▶ [Brief]:
Each line from the start of the entries through the line that contains "while i < ALPHABET.len()" should be output exactly, please.

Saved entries

◆ ◆ ◆ ◆ ◆

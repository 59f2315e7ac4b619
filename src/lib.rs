//! Client library for the TRON node HTTP API.
//!
//! # Architecture Overview
//!
//! ```text
//!   caller
//!     │
//!     ├─▶ blockchain::wallet     sign transaction envelopes
//!     ├─▶ blockchain::multicall  N reads in one constant call
//!     ├─▶ blockchain::trc20      token reads / transfer builder
//!     ├─▶ blockchain::status     poll until SUCCESS / FAILED / deadline
//!     │         │
//!     │         ▼
//!     │   codec::{base58, address, abi}   pure encoding, no I/O
//!     │         │
//!     ▼         ▼
//!   rpc::RpcClient ──▶ resilience::retries ──▶ rpc::transport (reqwest)
//!
//!   Cross-cutting: config, lifecycle (cancellation), observability
//! ```

// Pure codecs
pub mod codec;

// Network
pub mod resilience;
pub mod rpc;

// Chain operations
pub mod blockchain;

// Cross-cutting concerns
pub mod config;
pub mod lifecycle;
pub mod observability;

pub use blockchain::{BlockchainError, TxStatus, Wallet};
pub use codec::{CodecError, TronAddress};
pub use config::ClientConfig;
pub use lifecycle::{CancelSignal, Cancellation};
pub use rpc::{RpcClient, RpcError};
//! Base58Check codec.
//!
//! # Responsibilities
//! - Convert between big-endian bytes and base-58 text
//! - Append and verify the 4-byte double-SHA-256 checksum
//!
//! # Design Decisions
//! - Base conversion works on a plain byte buffer (multiply-add to decode,
//!   repeated division to encode), so payload size is not limited to a
//!   machine integer
//! - Leading zero bytes map 1:1 to leading `'1'` symbols in both directions
//! - The alphabet index is a compile-time table

use sha2::{Digest, Sha256};

use crate::codec::{CodecError, CodecResult};

/// The Bitcoin base58 alphabet, shared by TRON addresses.
pub const ALPHABET: &[u8; 58] = b"123456789ABCDEFGHJKLMNPQRSTUVWXYZabcdefghijkmnopqrstuvwxyz";

/// Length of the Base58Check checksum suffix.
pub const CHECKSUM_LEN: usize = 4;

const INDEXES: [i8; 128] = build_indexes();

const fn build_indexes() -> [i8; 128] {
    let mut table = [-1i8; 128];
    let mut i = 0;
    while i < ALPHABET.len() {
        table[ALPHABET[i] as usize] = i as i8;
        i += 1;
    }
    table
}

fn digit_value(c: char) -> Option<u8> {
    if !c.is_ascii() {
        return None;
    }
    match INDEXES[c as usize] {
        -1 => None,
        v => Some(v as u8),
    }
}

/// First four bytes of SHA-256(SHA-256(payload)).
pub fn checksum(payload: &[u8]) -> [u8; CHECKSUM_LEN] {
    let first = Sha256::digest(payload);
    let second = Sha256::digest(first);
    let mut out = [0u8; CHECKSUM_LEN];
    out.copy_from_slice(&second[..CHECKSUM_LEN]);
    out
}

/// Encode raw bytes as base58 text (no checksum).
pub fn encode(input: &[u8]) -> String {
    let zeros = input.iter().take_while(|&&b| b == 0).count();

    let mut number = input[zeros..].to_vec();
    let mut digits = Vec::with_capacity(input.len() * 138 / 100 + 1);

    while !number.is_empty() {
        let rem = divmod58(&mut number);
        digits.push(ALPHABET[rem as usize]);
        let lead = number.iter().take_while(|&&b| b == 0).count();
        number.drain(..lead);
    }

    digits.extend(std::iter::repeat(ALPHABET[0]).take(zeros));
    digits.reverse();

    // Every byte pushed comes from ALPHABET, which is ASCII.
    digits.into_iter().map(char::from).collect()
}

/// Decode base58 text into raw bytes (no checksum handling).
pub fn decode(text: &str) -> CodecResult<Vec<u8>> {
    let text = text.trim();
    if text.is_empty() {
        return Err(CodecError::EmptyInput);
    }

    let zeros = text.chars().take_while(|&c| c == '1').count();

    let mut number: Vec<u8> = Vec::with_capacity(text.len());
    for (position, character) in text.chars().enumerate() {
        let value = digit_value(character).ok_or(CodecError::InvalidCharacter {
            character,
            position,
        })?;
        mul_add(&mut number, 58, value);
    }

    let lead = number.iter().take_while(|&&b| b == 0).count();
    let mut out = vec![0u8; zeros];
    out.extend_from_slice(&number[lead..]);
    Ok(out)
}

/// Append the checksum to `payload` and encode.
pub fn encode_check(payload: &[u8]) -> String {
    let mut full = Vec::with_capacity(payload.len() + CHECKSUM_LEN);
    full.extend_from_slice(payload);
    full.extend_from_slice(&checksum(payload));
    encode(&full)
}

/// Decode Base58Check text, verify the trailing checksum and return the payload.
pub fn decode_check(text: &str) -> CodecResult<Vec<u8>> {
    let mut raw = decode(text)?;
    if raw.len() < CHECKSUM_LEN + 1 {
        return Err(CodecError::TooShort(raw.len()));
    }

    let split = raw.len() - CHECKSUM_LEN;
    if raw[split..] != checksum(&raw[..split]) {
        return Err(CodecError::InvalidChecksum);
    }

    raw.truncate(split);
    Ok(raw)
}

/// Multiply the big-endian number in `number` by `base` and add `add`.
fn mul_add(number: &mut Vec<u8>, base: u32, add: u8) {
    let mut carry = add as u32;
    for byte in number.iter_mut().rev() {
        let v = (*byte as u32) * base + carry;
        *byte = (v & 0xff) as u8;
        carry = v >> 8;
    }
    while carry > 0 {
        number.insert(0, (carry & 0xff) as u8);
        carry >>= 8;
    }
}

/// Divide the big-endian number in place by 58, returning the remainder.
fn divmod58(number: &mut [u8]) -> u8 {
    let mut rem = 0u32;
    for byte in number.iter_mut() {
        let n = rem * 256 + *byte as u32;
        *byte = (n / 58) as u8;
        rem = n % 58;
    }
    rem as u8
}


#[cfg(test)]
mod property_tests {
    use super::*;
    use proptest::prelude::*;

    proptest! {
        #[test]
        fn prop_check_round_trip(payload in any::<[u8; 21]>()) {
            let text = encode_check(&payload);
            prop_assert_eq!(decode_check(&text).unwrap(), payload.to_vec());
        }

        #[test]
        fn prop_canonical_text_round_trip(payload in any::<[u8; 21]>()) {
            let text = encode_check(&payload);
            let decoded = decode_check(&text).unwrap();
            prop_assert_eq!(encode_check(&decoded), text);
        }

        #[test]
        fn prop_raw_text_round_trip(text in "[1-9A-HJ-NP-Za-km-z]{1,48}") {
            prop_assert_eq!(encode(&decode(&text).unwrap()), text);
        }

        #[test]
        fn prop_checksum_flip_rejected(
            payload in any::<[u8; 21]>(),
            position in 0usize..CHECKSUM_LEN,
            mask in 1u8..=u8::MAX,
        ) {
            let mut full = payload.to_vec();
            full.extend_from_slice(&checksum(&payload));
            full[payload.len() + position] ^= mask;
            prop_assert_eq!(decode_check(&encode(&full)), Err(CodecError::InvalidChecksum));
        }
    }
}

◆ ◆ ◆ ◆ ◆

▶ [Response box]:
repository 59f2315e7ac4b619
filename src/lib.rs
//! Client library for the TRON node HTTP API.
//!
//! # Architecture Overview
//!
//! ```text
//!   caller
//!     │
//!     ├─▶ blockchain::wallet     sign transaction envelopes
//!     ├─▶ blockchain::multicall  N reads in one constant call
//!     ├─▶ blockchain::trc20      token reads / transfer builder
//!     ├─▶ blockchain::status     poll until SUCCESS / FAILED / deadline
//!     │         │
//!     │         ▼
//!     │   codec::{base58, address, abi}   pure encoding, no I/O
//!     │         │
//!     ▼         ▼
//!   rpc::RpcClient ──▶ resilience::retries ──▶ rpc::transport (reqwest)
//!
//!   Cross-cutting: config, lifecycle (cancellation), observability
//! ```

// Pure codecs
pub mod codec;

// Network
pub mod resilience;
pub mod rpc;

// Chain operations
pub mod blockchain;

// Cross-cutting concerns
pub mod config;
pub mod lifecycle;
pub mod observability;

pub use blockchain::{BlockchainError, TxStatus, Wallet};
pub use codec::{CodecError, TronAddress};
pub use config::ClientConfig;
pub use lifecycle::{CancelSignal, Cancellation};
pub use rpc::{RpcClient, RpcError};
//! Base58Check codec.
//!
//! # Responsibilities
//! - Convert between big-endian bytes and base-58 text
//! - Append and verify the 4-byte double-SHA-256 checksum
//!
//! # Design Decisions
//! - Base conversion works on a plain byte buffer (multiply-add to decode,
//!   repeated division to encode), so payload size is not limited to a
//!   machine integer
//! - Leading zero bytes map 1:1 to leading `'1'` symbols in both directions
//! - The alphabet index is a compile-time table

use sha2::{Digest, Sha256};

use crate::codec::{CodecError, CodecResult};

/// The Bitcoin base58 alphabet, shared by TRON addresses.
pub const ALPHABET: &[u8; 58] = b"123456789ABCDEFGHJKLMNPQRSTUVWXYZabcdefghijkmnopqrstuvwxyz";

/// Length of the Base58Check checksum suffix.
pub const CHECKSUM_LEN: usize = 4;

const INDEXES: [i8; 128] = build_indexes();

const fn build_indexes() -> [i8; 128] {
    let mut table = [-1i8; 128];
    let mut i = 0;
    while i < ALPHABET.len() {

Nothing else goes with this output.